(Stored data)
+===+

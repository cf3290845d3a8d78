use std::collections::HashMap;
use std::sync::Arc;
use std::time::SystemTime;

use metrics::{counter, histogram};
use tokio::time::Instant;
use tracing::{debug, instrument, warn};
use uuid::Uuid;

use super::messages::{BindReply, ProofReply, SignedChallenge, SignedShare};
use super::rpc::{PeerRequest, PeerResponse};
use super::session::{AuthId, BindingRecord, SessionState};
use super::store::SessionStore;
use crate::primitives::{Scalar, ShareSource, SignatureLabel};
use crate::protocol::{
    attest, authenticate_client, AuthenticationContext, ClientInit, ClientProof, ServerProof,
    ServerSecret, VerificationChain,
};
use crate::{Error, Result, SecureRng};

/// One group this server takes part in.
#[derive(Clone)]
pub struct Membership {
    pub context: Arc<AuthenticationContext>,
    pub secret: Arc<ServerSecret>,
}

/// The four internal operations of one server.
///
/// Every server runs the same service whether the call comes from itself acting as
/// leader or from a peer. Session mutations are committed only after the
/// operation's checks pass, while the session lock is held.
pub struct PeerService {
    groups: HashMap<Uuid, Membership>,
    store: SessionStore,
    shares: Arc<dyn ShareSource>,
}

impl PeerService {
    /// Creates a service with no groups.
    pub fn new(store: SessionStore, shares: Arc<dyn ShareSource>) -> Self {
        Self {
            groups: HashMap::new(),
            store,
            shares,
        }
    }

    /// Adds a group after checking the secret against its context.
    pub fn with_group(mut self, context: AuthenticationContext, secret: ServerSecret) -> Result<Self> {
        secret.check_against(&context)?;
        self.groups.insert(
            context.group_id(),
            Membership {
                context: Arc::new(context),
                secret: Arc::new(secret),
            },
        );
        Ok(self)
    }

    /// Session store of this server.
    pub fn store(&self) -> &SessionStore {
        &self.store
    }

    /// Membership for `group_id`.
    pub fn membership(&self, group_id: &Uuid) -> Result<&Membership> {
        self.groups
            .get(group_id)
            .ok_or_else(|| Error::UnknownGroup(group_id.to_string()))
    }

    /// Ids of every hosted group.
    pub fn group_ids(&self) -> impl Iterator<Item = &Uuid> {
        self.groups.keys()
    }

    /// Runs one internal operation.
    pub async fn handle(&self, request: PeerRequest) -> Result<PeerResponse> {
        let start = Instant::now();
        let op = request.operation();
        counter!("daga.peer.requests", "operation" => op.name()).increment(1);

        let result = match request {
            PeerRequest::BeginChallengeGeneration(req) => self
                .begin_challenge_generation(req.auth_id, req.client_data)
                .await
                .map(PeerResponse::Share),
            PeerRequest::FinishChallengeGeneration(req) => self
                .finish_challenge_generation(&req.auth_id, &req.parts)
                .await
                .map(PeerResponse::Challenge),
            PeerRequest::CheckChallengeResponse(req) => self
                .check_challenge_response(&req.auth_id, req.response, req.server_proofs)
                .await
                .map(|proof| PeerResponse::Proof(ProofReply { proof })),
            PeerRequest::BindLinkageTag(req) => self
                .bind_linkage_tag(&req.auth_id, req.bind, req.server_proofs)
                .await
                .map(PeerResponse::Binding),
        };

        histogram!("daga.peer.duration", "operation" => op.name())
            .record(start.elapsed().as_secs_f64());
        if let Err(e) = &result {
            counter!("daga.peer.failures", "operation" => op.name(), "kind" => e.kind().as_str())
                .increment(1);
            warn!(operation = %op, error = %e, "Peer operation failed");
        }

        result
    }

    /// Stores the client data, draws a share and signs it.
    ///
    /// A repeated call for a session that has not finished challenge generation
    /// draws a new share and replaces the stored data.
    #[instrument(skip(self, client_data), fields(group = %client_data.group_id))]
    pub async fn begin_challenge_generation(
        &self,
        auth_id: AuthId,
        client_data: ClientInit,
    ) -> Result<SignedShare> {
        let member = self.membership(&client_data.group_id)?;
        client_data.check_shape(&member.context)?;

        let share = self.shares.draw();
        let sig = member.secret.sign(
            SignatureLabel::Share,
            &attest::share_payload(auth_id.as_str(), &share),
        );
        self.store.open(auth_id, client_data, share).await?;

        debug!(server = member.secret.index(), "Challenge share drawn");
        Ok(SignedShare { n: share, sig })
    }

    /// Verifies every server's share, sums them into the joint challenge and signs it.
    #[instrument(skip(self, parts))]
    pub async fn finish_challenge_generation(
        &self,
        auth_id: &AuthId,
        parts: &[SignedShare],
    ) -> Result<SignedChallenge> {
        let mut session = self.store.lock(auth_id).await?;
        if session.state != SessionState::Created {
            return Err(Error::InvalidState {
                auth_id: auth_id.to_string(),
                expected: "created",
                actual: session.state.to_string(),
            });
        }
        let member = self.membership(&session.group_id)?;
        let ac = &member.context;
        let me = member.secret.index();

        if parts.len() != ac.server_count() {
            return Err(Error::InvalidRequest(format!(
                "Expected {} challenge parts, got {}",
                ac.server_count(),
                parts.len()
            )));
        }
        for (j, part) in parts.iter().enumerate() {
            ac.verify_server_signature(
                j,
                SignatureLabel::Share,
                &attest::share_payload(auth_id.as_str(), &part.n),
                &part.sig,
            )?;
        }
        if parts[me].n != session.share {
            return Err(Error::InvalidRequest(format!(
                "Part {me} is not the share this server drew"
            )));
        }

        let challenge: Scalar = parts.iter().map(|part| part.n).sum();
        session.challenge = Some(challenge);
        session.state = SessionState::ChallengeIssued;

        debug!(server = me, "Joint challenge issued");
        let sig = member.secret.sign(
            SignatureLabel::Challenge,
            &attest::challenge_payload(auth_id.as_str(), &challenge),
        );
        Ok(SignedChallenge { challenge, sig })
    }

    /// Verifies the client response and the links of earlier servers, then appends
    /// this server's link.
    #[instrument(skip(self, response, prior))]
    pub async fn check_challenge_response(
        &self,
        auth_id: &AuthId,
        response: ClientProof,
        prior: Vec<ServerProof>,
    ) -> Result<ServerProof> {
        let mut session = self.store.lock(auth_id).await?;
        let challenge = match (session.state, session.challenge) {
            (SessionState::ChallengeIssued | SessionState::ResponseVerified { .. }, Some(c)) => c,
            (state, _) => {
                return Err(Error::InvalidState {
                    auth_id: auth_id.to_string(),
                    expected: "challenge_issued or response_verified",
                    actual: state.to_string(),
                })
            }
        };
        let member = self.membership(&session.group_id)?;

        let mut chain = VerificationChain::new(
            challenge,
            session.client_data.clone(),
            response.clone(),
        )
        .with_server_proofs(prior);
        let proof = authenticate_client(
            &member.context,
            &member.secret,
            &mut chain,
            &mut SecureRng::new(),
        )?;

        let links = chain.server_proofs().len();
        session.response = Some(response);
        session.state = SessionState::ResponseVerified { links };

        debug!(server = member.secret.index(), links, "Client response verified");
        Ok(proof)
    }

    /// Re-verifies the complete chain and binds its linkage tag to `bind`.
    #[instrument(skip(self, bind, proofs))]
    pub async fn bind_linkage_tag(
        &self,
        auth_id: &AuthId,
        bind: String,
        proofs: Vec<ServerProof>,
    ) -> Result<BindReply> {
        let mut session = self.store.lock(auth_id).await?;
        let (challenge, response) = match (session.state, &session.challenge, &session.response) {
            (SessionState::ResponseVerified { .. }, Some(c), Some(r)) => (*c, r.clone()),
            (state, _, _) => {
                return Err(Error::InvalidState {
                    auth_id: auth_id.to_string(),
                    expected: "response_verified",
                    actual: state.to_string(),
                })
            }
        };
        let member = self.membership(&session.group_id)?;
        let ac = &member.context;

        let chain = VerificationChain::new(challenge, session.client_data.clone(), response)
            .with_server_proofs(proofs);
        chain.verify_all(ac)?;
        let tag = chain.linkage_tag().ok_or_else(|| {
            Error::AuthenticationFailed("Chain carries no linkage tag".to_string())
        })?;

        let tag_sig = member
            .secret
            .sign(SignatureLabel::Tag, &attest::tag_payload(&ac.group_id(), &tag));
        let binding_sig = member
            .secret
            .sign(SignatureLabel::Binding, &attest::binding_payload(&tag, &bind));

        self.store
            .bind_tag(BindingRecord {
                tag,
                bind,
                signature: binding_sig,
                auth_id: auth_id.clone(),
                bound_at: SystemTime::now(),
            })
            .await?;
        session.state = SessionState::Bound;

        debug!(server = member.secret.index(), %tag, "Linkage tag bound");
        Ok(BindReply {
            tag,
            tag_sig,
            binding_sig,
        })
    }
}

+===+

■ Goal of the exercise ■
Quote the records from their first line to the line with "of this server.", inclusive, without adding or dropping anything.

■ Written answer ■
repository cf3290845d3a8d78
use std::collections::HashMap;
use std::sync::Arc;
use std::time::SystemTime;

use metrics::{counter, histogram};
use tokio::time::Instant;
use tracing::{debug, instrument, warn};
use uuid::Uuid;

use super::messages::{BindReply, ProofReply, SignedChallenge, SignedShare};
use super::rpc::{PeerRequest, PeerResponse};
use super::session::{AuthId, BindingRecord, SessionState};
use super::store::SessionStore;
use crate::primitives::{Scalar, ShareSource, SignatureLabel};
use crate::protocol::{
    attest, authenticate_client, AuthenticationContext, ClientInit, ClientProof, ServerProof,
    ServerSecret, VerificationChain,
};
use crate::{Error, Result, SecureRng};

/// One group this server takes part in.
#[derive(Clone)]
pub struct Membership {
    pub context: Arc<AuthenticationContext>,
    pub secret: Arc<ServerSecret>,
}

/// The four internal operations of one server.
///
/// Every server runs the same service whether the call comes from itself acting as
/// leader or from a peer. Session mutations are committed only after the
/// operation's checks pass, while the session lock is held.
pub struct PeerService {
    groups: HashMap<Uuid, Membership>,
    store: SessionStore,
    shares: Arc<dyn ShareSource>,
}

impl PeerService {
    /// Creates a service with no groups.
    pub fn new(store: SessionStore, shares: Arc<dyn ShareSource>) -> Self {
        Self {
            groups: HashMap::new(),
            store,
            shares,
        }
    }

    /// Adds a group after checking the secret against its context.
    pub fn with_group(mut self, context: AuthenticationContext, secret: ServerSecret) -> Result<Self> {
        secret.check_against(&context)?;
        self.groups.insert(
            context.group_id(),
            Membership {
                context: Arc::new(context),
                secret: Arc::new(secret),
            },
        );
        Ok(self)
    }

    /// Session store of this server.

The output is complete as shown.